New Zealand neonatal paediatrician

Dianne Rosemary Webster is a New Zealand consultant paediatrician. She directed the New Zealand national newborn metabolic screening programme for more than twenty-five years. In 2007, Webster was appointed a Companion of the Queen's Service Order for services to public health, in particular paediatrics. In 2020, she was appointed a Companion of the New Zealand Order of Merit for services to health, particularly paediatrics.

==Academic career==

Webster graduated from the University of Auckland with a degree in chemistry in 1972, and then completed a PhD in biochemistry, titled Interrelations between purine and pyrimidine metabolism in man, at the Guys Hospital Medical School, King's College London in 1981. Webster continued her doctoral studies on the purine/pyrimidine metabolism and examined the enzyme deficiency disease orotic aciduria and as a research assistant and postdoctoral researcher.

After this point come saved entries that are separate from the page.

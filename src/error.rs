//! Error type shared by the expander, the interpreter and the file loaders.

use std::path::PathBuf;
use thiserror::Error;

/// Everything that can abort a run.
///
/// None of these are recovered internally: the first one raised ends the run.
#[derive(Debug, Error)]
pub enum LSystemError {
    /// A rule with an empty trigger or an empty replacement.
    #[error("invalid rule: {0:?}")]
    InvalidRule(String),

    /// A symbol with no dispatch entry was met while interpreting the expanded sequence.
    #[error("unrecognized symbol in axiom: {0:?}")]
    UnrecognizedSymbol(char),

    /// `]` with nothing left on the save-stack.
    #[error("tried to restore a position that was never saved, check the brackets of the axiom")]
    UnbalancedBracket,

    /// A required key is absent from the L-system file.
    #[error("missing required parameter '{0}'")]
    ConfigurationMissing(String),

    /// A line of the L-system file has no `key=value` shape.
    #[error("line {line} does not follow the key=value syntax: {text:?}")]
    Syntax { line: usize, text: String },

    /// A numeric parameter could not be parsed.
    #[error("invalid value for '{key}': {value:?}")]
    InvalidValue { key: String, value: String },

    #[error("i/o error on {}: {source}", path.display())]
    Io {
        path: PathBuf,
        #[source]
        source: std::io::Error,
    },
}

impl LSystemError {
    pub(crate) fn io(path: impl Into<PathBuf>, source: std::io::Error) -> Self {
        Self::Io {
            path: path.into(),
            source,
        }
    }
}

pub type Result<T> = std::result::Result<T, LSystemError>;
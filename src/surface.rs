//! The drawing capability the interpreter drives.
//!
//! The interpreter never owns a renderer. It calls through a [`DrawingSurface`],
//! so a run can target an interactive canvas, the headless
//! [`Canvas`](crate::canvas::Canvas), or a [`RecordingSurface`] in tests.

use crate::turtle::TurtleState;
use glam::Vec2;

/// Turtle-style drawing operations, in canvas coordinates (see [`TurtleState`]).
pub trait DrawingSurface {
    fn pen_down(&mut self);
    fn pen_up(&mut self);
    fn move_forward(&mut self, distance: f32);
    fn turn_right(&mut self, degrees: f32);
    fn turn_left(&mut self, degrees: f32);
    fn position(&self) -> Vec2;
    fn heading(&self) -> f32;
    fn goto(&mut self, position: Vec2);
    fn set_heading(&mut self, degrees: f32);
    fn set_pen_color(&mut self, rgb: [u8; 3]);
}

/// One call received by a [`RecordingSurface`].
#[derive(Clone, Copy, Debug, PartialEq)]
pub enum SurfaceCall {
    PenDown,
    PenUp,
    MoveForward(f32),
    TurnRight(f32),
    TurnLeft(f32),
    Goto(Vec2),
    SetHeading(f32),
    SetPenColor([u8; 3]),
}

/// A surface that draws nothing and logs every call it receives.
///
/// It still tracks the cursor so that [`position`](DrawingSurface::position) and
/// [`heading`](DrawingSurface::heading) answer like a real canvas would.
#[derive(Clone, Debug, Default)]
pub struct RecordingSurface {
    pub calls: Vec<SurfaceCall>,
    cursor: TurtleState,
}

impl RecordingSurface {
    pub fn new() -> Self {
        Self::default()
    }

    pub fn cursor(&self) -> TurtleState {
        self.cursor
    }

    /// Number of forward moves made with the pen down.
    pub fn drawn_segments(&self) -> usize {
        let mut pen_down = true;
        let mut count = 0;
        for call in &self.calls {
            match call {
                SurfaceCall::PenDown => pen_down = true,
                SurfaceCall::PenUp => pen_down = false,
                SurfaceCall::MoveForward(_) if pen_down => count += 1,
                _ => {}
            }
        }
        count
    }
}

impl DrawingSurface for RecordingSurface {
    fn pen_down(&mut self) {
        self.cursor.pen_down = true;
        self.calls.push(SurfaceCall::PenDown);
    }

    fn pen_up(&mut self) {
        self.cursor.pen_down = false;
        self.calls.push(SurfaceCall::PenUp);
    }

    fn move_forward(&mut self, distance: f32) {
        self.cursor.advance(distance);
        self.calls.push(SurfaceCall::MoveForward(distance));
    }

    fn turn_right(&mut self, degrees: f32) {
        self.cursor.turn_right(degrees);
        self.calls.push(SurfaceCall::TurnRight(degrees));
    }

    fn turn_left(&mut self, degrees: f32) {
        self.cursor.turn_left(degrees);
        self.calls.push(SurfaceCall::TurnLeft(degrees));
    }

    fn position(&self) -> Vec2 {
        self.cursor.position
    }

    fn heading(&self) -> f32 {
        self.cursor.heading
    }

    fn goto(&mut self, position: Vec2) {
        self.cursor.position = position;
        self.calls.push(SurfaceCall::Goto(position));
    }

    fn set_heading(&mut self, degrees: f32) {
        self.cursor.heading = crate::turtle::normalize_degrees(degrees);
        self.calls.push(SurfaceCall::SetHeading(degrees));
    }

    fn set_pen_color(&mut self, rgb: [u8; 3]) {
        self.calls.push(SurfaceCall::SetPenColor(rgb));
    }
}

In 1991 Webster became involved in the neonatal screening programme when she was appointed as director of the National Testing Centre at the Auckland District Health Board. She was director for more than twenty-five years. Webster also lectured in the University of Auckland School of Medicine. Webster oversaw the policy discussions and other changes required to add severe combined immune deficiency to the screening programme. Other changes during her leadership included the introduction of a text message alert system for midwives, and improvements to speed and equity of screening.

==Honours and awards==
In the 2007 Queen's Birthday Honours Webster was appointed a Companion of the Queen's Service Order for services to public health, in particular paediatrics. In the 2020 New Year Honours, Webster was appointed a Companion of the New Zealand Order of Merit for services to health, particularly paediatrics.

In 2008 Webster was awarded the International Society for Neonatal Screening's Robert Guthrie Award.

She was elected an emeritus member of the Human Genetics Society of Australasia.